══ SUPPLIED DATA ══

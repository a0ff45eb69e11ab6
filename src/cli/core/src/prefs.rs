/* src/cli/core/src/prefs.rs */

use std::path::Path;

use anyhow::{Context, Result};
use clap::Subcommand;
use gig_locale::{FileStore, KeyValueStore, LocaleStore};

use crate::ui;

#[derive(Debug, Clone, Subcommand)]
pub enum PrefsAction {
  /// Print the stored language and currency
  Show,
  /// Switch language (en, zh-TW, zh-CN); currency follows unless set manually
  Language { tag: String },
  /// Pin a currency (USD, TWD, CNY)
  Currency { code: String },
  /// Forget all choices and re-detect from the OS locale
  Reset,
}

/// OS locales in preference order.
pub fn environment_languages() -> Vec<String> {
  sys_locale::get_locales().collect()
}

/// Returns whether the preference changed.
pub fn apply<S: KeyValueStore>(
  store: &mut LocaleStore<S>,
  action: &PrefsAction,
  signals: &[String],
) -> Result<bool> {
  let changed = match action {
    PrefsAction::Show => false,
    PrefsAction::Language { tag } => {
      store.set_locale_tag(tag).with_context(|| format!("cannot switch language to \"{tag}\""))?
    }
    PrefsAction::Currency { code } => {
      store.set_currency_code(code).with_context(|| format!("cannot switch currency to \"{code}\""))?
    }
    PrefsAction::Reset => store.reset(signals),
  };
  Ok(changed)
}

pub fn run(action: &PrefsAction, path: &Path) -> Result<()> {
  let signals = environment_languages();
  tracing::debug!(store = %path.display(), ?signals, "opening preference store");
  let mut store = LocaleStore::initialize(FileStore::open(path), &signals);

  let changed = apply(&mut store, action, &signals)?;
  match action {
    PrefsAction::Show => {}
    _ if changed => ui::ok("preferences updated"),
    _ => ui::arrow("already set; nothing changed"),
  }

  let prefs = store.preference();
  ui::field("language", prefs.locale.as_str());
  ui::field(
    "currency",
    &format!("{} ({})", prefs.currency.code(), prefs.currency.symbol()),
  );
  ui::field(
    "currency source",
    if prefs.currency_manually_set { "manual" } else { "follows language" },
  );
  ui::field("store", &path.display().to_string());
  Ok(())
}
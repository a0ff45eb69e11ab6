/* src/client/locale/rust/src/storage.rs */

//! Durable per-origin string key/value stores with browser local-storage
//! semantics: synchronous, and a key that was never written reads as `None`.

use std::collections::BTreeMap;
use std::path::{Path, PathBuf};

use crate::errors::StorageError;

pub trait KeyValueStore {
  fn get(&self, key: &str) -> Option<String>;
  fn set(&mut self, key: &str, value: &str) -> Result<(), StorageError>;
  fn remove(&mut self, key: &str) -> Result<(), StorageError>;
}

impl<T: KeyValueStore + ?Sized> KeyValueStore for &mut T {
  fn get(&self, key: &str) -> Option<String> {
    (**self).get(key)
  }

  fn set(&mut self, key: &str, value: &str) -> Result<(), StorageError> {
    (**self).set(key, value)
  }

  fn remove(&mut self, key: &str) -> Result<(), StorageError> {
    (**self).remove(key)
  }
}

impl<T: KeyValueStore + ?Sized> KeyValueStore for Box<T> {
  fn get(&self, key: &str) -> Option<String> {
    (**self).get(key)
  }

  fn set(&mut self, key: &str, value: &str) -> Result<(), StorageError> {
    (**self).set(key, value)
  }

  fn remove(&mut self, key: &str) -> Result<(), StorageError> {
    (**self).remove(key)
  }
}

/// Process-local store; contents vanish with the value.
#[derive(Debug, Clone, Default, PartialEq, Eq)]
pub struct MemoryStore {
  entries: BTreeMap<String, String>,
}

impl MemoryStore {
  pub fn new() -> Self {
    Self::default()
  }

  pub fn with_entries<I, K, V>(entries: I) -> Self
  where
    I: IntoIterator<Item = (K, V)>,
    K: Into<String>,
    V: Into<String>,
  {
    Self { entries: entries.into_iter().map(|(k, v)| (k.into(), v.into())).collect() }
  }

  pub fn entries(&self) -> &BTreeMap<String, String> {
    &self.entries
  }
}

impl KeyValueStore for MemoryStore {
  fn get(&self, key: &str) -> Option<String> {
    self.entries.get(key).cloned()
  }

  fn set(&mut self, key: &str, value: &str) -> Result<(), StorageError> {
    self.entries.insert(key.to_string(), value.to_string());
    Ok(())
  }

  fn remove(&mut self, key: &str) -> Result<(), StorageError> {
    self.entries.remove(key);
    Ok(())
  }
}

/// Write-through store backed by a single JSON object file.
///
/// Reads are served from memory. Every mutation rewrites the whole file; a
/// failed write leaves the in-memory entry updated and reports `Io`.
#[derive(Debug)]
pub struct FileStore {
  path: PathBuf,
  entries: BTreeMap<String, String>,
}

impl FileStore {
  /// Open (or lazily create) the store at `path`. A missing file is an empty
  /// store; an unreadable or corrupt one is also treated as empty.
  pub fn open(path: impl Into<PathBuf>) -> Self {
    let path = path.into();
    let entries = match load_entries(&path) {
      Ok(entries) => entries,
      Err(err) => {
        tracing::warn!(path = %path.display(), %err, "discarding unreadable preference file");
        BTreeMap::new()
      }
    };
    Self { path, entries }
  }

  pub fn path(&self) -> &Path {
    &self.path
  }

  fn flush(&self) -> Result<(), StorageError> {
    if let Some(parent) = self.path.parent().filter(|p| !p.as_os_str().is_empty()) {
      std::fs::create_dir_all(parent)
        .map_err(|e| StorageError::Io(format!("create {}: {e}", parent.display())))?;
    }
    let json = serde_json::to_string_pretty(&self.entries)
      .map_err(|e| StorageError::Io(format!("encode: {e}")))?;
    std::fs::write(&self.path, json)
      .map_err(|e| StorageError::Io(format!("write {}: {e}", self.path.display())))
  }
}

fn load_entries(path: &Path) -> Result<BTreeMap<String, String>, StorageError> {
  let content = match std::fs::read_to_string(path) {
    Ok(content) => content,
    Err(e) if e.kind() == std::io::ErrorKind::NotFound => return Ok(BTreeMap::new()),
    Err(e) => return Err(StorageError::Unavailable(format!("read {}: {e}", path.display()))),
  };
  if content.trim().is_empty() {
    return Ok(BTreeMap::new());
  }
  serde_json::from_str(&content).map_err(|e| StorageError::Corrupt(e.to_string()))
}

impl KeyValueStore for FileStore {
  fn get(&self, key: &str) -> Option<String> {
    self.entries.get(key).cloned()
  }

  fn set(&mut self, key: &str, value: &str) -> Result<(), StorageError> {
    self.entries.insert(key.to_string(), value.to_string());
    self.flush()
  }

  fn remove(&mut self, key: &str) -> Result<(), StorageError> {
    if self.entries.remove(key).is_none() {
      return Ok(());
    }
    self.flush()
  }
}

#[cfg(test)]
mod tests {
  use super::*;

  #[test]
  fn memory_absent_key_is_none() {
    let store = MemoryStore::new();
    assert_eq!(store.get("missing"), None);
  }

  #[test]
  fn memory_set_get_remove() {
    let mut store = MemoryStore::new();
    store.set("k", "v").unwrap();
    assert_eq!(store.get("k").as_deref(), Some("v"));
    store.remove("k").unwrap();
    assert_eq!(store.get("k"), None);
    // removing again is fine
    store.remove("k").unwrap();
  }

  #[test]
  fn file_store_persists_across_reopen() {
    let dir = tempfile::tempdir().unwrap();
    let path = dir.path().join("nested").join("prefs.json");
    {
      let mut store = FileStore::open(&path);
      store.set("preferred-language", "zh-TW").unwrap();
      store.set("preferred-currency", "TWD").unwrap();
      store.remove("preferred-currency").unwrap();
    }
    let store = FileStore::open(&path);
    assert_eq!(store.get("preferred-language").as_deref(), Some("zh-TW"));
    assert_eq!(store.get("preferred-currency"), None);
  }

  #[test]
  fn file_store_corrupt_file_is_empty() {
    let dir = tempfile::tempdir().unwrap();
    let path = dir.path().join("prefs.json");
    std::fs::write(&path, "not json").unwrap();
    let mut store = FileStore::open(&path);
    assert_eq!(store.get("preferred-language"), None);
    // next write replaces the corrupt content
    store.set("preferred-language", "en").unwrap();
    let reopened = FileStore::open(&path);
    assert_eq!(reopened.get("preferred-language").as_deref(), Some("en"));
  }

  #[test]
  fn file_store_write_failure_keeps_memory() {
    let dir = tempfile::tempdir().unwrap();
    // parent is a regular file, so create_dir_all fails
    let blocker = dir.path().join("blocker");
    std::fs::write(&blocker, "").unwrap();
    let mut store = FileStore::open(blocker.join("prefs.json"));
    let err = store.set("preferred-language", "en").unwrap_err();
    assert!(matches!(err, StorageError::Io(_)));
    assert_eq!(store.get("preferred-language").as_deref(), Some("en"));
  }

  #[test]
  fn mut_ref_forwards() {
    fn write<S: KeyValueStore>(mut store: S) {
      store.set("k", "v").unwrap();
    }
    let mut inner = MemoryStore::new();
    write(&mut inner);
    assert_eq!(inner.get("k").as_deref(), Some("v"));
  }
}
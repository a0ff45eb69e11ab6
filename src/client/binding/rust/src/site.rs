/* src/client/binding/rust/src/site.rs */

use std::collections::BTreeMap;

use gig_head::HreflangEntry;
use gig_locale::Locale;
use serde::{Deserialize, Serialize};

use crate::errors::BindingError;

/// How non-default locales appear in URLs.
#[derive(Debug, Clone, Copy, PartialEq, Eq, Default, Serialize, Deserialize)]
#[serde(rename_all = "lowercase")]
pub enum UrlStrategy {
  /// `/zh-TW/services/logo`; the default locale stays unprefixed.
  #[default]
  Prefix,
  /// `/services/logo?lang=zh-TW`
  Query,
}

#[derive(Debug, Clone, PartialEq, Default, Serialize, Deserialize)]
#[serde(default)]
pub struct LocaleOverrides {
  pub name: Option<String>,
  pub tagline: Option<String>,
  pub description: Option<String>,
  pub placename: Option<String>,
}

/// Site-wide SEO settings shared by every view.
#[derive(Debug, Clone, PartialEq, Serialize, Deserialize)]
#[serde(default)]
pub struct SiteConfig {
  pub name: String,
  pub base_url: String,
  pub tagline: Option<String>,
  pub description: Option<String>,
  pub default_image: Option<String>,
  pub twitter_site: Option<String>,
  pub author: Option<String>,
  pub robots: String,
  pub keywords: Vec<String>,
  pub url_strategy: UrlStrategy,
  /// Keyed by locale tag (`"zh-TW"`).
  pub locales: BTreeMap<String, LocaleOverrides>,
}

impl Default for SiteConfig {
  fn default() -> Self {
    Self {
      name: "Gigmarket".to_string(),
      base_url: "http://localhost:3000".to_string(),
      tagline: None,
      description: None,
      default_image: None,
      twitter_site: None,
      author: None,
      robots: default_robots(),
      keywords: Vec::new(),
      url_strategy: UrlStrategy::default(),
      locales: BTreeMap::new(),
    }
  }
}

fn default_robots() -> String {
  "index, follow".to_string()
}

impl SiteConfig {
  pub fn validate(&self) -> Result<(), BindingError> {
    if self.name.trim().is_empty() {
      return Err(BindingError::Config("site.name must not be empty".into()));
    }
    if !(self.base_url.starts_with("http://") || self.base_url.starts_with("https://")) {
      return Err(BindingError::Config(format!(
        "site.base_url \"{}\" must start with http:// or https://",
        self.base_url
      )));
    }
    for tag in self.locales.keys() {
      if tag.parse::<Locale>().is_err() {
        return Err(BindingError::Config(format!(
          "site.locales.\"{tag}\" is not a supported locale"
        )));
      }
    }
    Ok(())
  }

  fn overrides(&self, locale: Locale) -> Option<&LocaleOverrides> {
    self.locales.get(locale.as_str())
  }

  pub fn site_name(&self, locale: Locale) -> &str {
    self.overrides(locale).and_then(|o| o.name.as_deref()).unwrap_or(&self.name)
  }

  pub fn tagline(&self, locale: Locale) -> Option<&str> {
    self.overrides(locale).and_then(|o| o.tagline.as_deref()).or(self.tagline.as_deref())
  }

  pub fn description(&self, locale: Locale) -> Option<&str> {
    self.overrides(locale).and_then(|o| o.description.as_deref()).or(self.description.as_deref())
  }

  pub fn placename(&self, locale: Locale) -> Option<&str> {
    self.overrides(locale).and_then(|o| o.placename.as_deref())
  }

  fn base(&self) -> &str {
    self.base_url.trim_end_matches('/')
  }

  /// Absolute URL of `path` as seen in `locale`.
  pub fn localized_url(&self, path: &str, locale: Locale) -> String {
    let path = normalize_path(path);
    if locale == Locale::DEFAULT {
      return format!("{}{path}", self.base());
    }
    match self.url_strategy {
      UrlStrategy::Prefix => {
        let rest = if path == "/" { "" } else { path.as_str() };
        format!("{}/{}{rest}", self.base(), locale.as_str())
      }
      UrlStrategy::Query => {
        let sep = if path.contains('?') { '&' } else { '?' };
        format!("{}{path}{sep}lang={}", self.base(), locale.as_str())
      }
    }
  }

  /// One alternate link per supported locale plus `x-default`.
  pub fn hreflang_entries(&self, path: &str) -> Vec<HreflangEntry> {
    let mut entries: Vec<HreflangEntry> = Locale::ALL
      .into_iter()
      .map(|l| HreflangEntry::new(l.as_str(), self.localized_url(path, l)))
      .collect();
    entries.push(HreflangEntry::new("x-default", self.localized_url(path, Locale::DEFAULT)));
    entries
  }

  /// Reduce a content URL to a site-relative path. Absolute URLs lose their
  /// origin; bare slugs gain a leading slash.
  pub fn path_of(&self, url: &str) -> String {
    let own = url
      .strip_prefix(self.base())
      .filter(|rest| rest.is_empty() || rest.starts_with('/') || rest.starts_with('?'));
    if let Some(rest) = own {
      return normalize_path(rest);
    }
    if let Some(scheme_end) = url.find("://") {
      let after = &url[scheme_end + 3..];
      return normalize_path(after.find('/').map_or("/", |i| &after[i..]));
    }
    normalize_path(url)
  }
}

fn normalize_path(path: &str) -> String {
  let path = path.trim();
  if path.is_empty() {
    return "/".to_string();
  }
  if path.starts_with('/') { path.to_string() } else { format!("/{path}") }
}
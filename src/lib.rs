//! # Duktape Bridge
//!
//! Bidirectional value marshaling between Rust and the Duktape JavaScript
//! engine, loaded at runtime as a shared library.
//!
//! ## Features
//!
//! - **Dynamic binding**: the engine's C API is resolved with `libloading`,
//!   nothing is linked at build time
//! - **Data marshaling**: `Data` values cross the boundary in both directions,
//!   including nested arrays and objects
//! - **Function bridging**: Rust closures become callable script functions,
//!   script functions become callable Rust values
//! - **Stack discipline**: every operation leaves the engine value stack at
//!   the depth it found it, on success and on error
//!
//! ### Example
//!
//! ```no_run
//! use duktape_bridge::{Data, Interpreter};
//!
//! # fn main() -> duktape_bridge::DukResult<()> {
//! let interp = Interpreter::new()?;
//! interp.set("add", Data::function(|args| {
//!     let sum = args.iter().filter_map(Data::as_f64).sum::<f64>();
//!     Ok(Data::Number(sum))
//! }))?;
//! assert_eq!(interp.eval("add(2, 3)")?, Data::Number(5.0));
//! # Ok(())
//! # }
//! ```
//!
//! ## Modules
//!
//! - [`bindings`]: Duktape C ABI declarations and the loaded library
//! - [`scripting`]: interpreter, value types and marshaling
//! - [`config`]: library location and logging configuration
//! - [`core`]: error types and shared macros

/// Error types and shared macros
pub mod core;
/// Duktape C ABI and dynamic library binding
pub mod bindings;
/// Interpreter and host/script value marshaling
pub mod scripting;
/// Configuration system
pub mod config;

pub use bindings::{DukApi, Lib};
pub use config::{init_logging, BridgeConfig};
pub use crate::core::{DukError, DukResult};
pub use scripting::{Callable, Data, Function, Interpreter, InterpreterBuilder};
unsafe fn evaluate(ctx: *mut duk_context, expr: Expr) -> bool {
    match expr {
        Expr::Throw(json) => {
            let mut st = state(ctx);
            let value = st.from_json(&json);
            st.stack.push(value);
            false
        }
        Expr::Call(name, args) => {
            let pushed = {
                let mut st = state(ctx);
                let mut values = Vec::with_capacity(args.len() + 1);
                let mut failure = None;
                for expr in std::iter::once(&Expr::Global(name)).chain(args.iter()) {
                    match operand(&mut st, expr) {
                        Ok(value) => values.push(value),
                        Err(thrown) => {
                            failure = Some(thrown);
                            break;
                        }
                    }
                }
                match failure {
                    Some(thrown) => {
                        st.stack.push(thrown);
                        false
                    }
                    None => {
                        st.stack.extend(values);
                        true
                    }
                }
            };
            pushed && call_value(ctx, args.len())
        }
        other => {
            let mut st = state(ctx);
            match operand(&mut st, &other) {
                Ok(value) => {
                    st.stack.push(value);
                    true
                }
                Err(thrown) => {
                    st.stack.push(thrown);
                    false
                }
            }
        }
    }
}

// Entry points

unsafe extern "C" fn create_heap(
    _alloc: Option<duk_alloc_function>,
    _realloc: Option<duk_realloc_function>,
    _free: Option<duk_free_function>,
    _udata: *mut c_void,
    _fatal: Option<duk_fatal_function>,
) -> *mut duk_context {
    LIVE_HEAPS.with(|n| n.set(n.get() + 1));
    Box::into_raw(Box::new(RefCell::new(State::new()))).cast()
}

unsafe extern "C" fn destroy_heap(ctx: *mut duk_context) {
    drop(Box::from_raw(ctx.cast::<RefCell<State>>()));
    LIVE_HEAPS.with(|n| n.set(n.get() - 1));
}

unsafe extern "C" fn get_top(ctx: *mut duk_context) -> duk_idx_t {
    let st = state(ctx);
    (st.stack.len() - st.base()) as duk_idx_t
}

═══

# DIRECTIONS:
Starting at the line that has "the Duktape JavaScript" in the records above, restate word for word every line until the one that has "value stack at", and include that one as well.

# ANSWER SPACE:
//! Bidirectional value marshaling between Rust and the Duktape JavaScript
//! engine, loaded at runtime as a shared library.
//!
//! ## Features
//!
//! - **Dynamic binding**: the engine's C API is resolved with `libloading`,
//!   nothing is linked at build time
//! - **Data marshaling**: `Data` values cross the boundary in both directions,
//!   including nested arrays and objects
//! - **Function bridging**: Rust closures become callable script functions,
//!   script functions become callable Rust values
//! - **Stack discipline**: every operation leaves the engine value stack at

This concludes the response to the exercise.